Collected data
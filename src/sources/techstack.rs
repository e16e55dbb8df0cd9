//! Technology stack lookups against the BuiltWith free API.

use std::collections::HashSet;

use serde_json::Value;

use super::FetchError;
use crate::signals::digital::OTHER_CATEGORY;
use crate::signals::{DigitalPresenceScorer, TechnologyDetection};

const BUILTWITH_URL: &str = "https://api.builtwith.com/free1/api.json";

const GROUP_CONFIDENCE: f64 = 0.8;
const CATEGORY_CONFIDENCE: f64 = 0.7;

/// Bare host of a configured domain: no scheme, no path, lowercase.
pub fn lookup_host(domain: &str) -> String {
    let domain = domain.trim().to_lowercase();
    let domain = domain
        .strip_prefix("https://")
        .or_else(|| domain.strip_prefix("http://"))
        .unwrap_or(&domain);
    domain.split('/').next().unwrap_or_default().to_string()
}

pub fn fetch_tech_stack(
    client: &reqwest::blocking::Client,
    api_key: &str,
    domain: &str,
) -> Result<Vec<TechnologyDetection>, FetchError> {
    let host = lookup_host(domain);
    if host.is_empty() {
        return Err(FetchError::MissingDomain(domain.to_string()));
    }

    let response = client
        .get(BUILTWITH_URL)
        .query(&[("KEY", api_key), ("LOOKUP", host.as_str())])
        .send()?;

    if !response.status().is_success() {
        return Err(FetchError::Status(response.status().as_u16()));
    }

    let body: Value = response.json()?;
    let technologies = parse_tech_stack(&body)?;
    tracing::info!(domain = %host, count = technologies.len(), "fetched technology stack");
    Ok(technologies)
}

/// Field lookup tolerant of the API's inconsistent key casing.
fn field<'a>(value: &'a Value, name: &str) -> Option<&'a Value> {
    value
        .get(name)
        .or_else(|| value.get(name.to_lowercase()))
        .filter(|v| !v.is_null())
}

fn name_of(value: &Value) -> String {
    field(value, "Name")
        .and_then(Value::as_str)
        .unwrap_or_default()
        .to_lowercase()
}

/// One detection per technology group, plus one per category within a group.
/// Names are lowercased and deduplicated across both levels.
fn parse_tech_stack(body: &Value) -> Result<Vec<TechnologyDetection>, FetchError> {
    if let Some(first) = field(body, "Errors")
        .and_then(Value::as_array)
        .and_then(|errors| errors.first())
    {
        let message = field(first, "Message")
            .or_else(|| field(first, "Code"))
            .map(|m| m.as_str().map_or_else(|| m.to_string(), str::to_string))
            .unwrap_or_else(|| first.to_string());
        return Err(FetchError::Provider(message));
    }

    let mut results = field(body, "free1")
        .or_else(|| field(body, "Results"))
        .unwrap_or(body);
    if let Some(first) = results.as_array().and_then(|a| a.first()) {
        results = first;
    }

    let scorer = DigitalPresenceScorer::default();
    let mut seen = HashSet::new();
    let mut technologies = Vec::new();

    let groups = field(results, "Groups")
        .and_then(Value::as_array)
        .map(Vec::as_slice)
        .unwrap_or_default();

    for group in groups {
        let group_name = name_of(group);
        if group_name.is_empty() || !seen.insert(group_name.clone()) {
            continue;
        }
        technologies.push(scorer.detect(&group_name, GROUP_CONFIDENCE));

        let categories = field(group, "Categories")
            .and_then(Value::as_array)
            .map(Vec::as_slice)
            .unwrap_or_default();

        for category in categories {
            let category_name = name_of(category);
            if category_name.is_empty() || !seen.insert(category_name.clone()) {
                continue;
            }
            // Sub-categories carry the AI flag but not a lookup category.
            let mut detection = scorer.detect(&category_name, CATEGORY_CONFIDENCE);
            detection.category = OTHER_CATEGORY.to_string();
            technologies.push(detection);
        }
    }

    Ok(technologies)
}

--

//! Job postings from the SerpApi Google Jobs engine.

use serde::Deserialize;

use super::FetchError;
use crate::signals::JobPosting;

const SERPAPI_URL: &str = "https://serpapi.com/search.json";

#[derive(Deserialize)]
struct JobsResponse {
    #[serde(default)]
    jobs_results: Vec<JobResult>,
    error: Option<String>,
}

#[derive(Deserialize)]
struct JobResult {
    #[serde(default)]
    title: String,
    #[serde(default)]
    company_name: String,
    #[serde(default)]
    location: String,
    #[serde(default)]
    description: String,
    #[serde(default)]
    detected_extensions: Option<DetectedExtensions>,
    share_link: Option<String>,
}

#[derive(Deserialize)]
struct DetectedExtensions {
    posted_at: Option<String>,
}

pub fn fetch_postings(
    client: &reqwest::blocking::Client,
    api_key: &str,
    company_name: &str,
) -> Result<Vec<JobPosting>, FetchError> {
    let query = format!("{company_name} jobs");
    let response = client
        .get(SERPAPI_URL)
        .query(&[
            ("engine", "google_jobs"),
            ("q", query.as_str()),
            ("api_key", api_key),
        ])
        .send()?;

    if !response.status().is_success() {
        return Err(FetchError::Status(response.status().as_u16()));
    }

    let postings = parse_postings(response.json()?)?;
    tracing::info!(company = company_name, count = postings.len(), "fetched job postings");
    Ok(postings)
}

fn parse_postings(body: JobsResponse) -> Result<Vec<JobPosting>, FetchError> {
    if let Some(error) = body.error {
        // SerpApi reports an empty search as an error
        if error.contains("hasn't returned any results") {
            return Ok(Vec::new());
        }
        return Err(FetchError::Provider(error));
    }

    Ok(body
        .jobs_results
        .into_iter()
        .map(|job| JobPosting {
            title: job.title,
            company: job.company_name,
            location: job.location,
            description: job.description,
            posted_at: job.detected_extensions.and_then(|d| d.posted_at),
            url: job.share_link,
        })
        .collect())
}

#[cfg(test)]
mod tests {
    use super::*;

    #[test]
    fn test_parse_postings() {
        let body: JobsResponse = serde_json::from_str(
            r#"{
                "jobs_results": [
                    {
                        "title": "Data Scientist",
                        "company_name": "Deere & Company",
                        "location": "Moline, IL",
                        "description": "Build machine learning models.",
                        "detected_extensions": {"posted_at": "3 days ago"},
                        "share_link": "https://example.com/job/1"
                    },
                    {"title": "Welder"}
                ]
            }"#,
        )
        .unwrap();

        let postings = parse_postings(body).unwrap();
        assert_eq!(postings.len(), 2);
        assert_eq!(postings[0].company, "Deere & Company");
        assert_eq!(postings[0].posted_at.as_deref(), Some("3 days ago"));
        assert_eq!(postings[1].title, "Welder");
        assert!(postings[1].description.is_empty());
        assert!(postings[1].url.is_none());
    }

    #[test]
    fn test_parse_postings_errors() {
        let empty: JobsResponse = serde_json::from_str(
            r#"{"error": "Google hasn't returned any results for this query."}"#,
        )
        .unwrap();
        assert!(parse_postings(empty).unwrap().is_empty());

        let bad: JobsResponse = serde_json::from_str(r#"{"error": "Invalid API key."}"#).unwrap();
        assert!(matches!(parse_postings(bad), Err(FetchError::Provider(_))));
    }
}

• EXERCISE:
Please reproduce, exactly as they appear above, the lines from the line containing "filename src/sources/techstack.rs" up to and including the line containing "const BUILTWITH_URL: &str".

• RESULT:
filename src/sources/techstack.rs
repository e16e55dbb8df0cd9
//! Technology stack lookups against the BuiltWith free API.

use std::collections::HashSet;

use serde_json::Value;

use super::FetchError;
use crate::signals::digital::OTHER_CATEGORY;
use crate::signals::{DigitalPresenceScorer, TechnologyDetection};

const BUILTWITH_URL: &str = "https://api.builtwith.com/free1/api.json";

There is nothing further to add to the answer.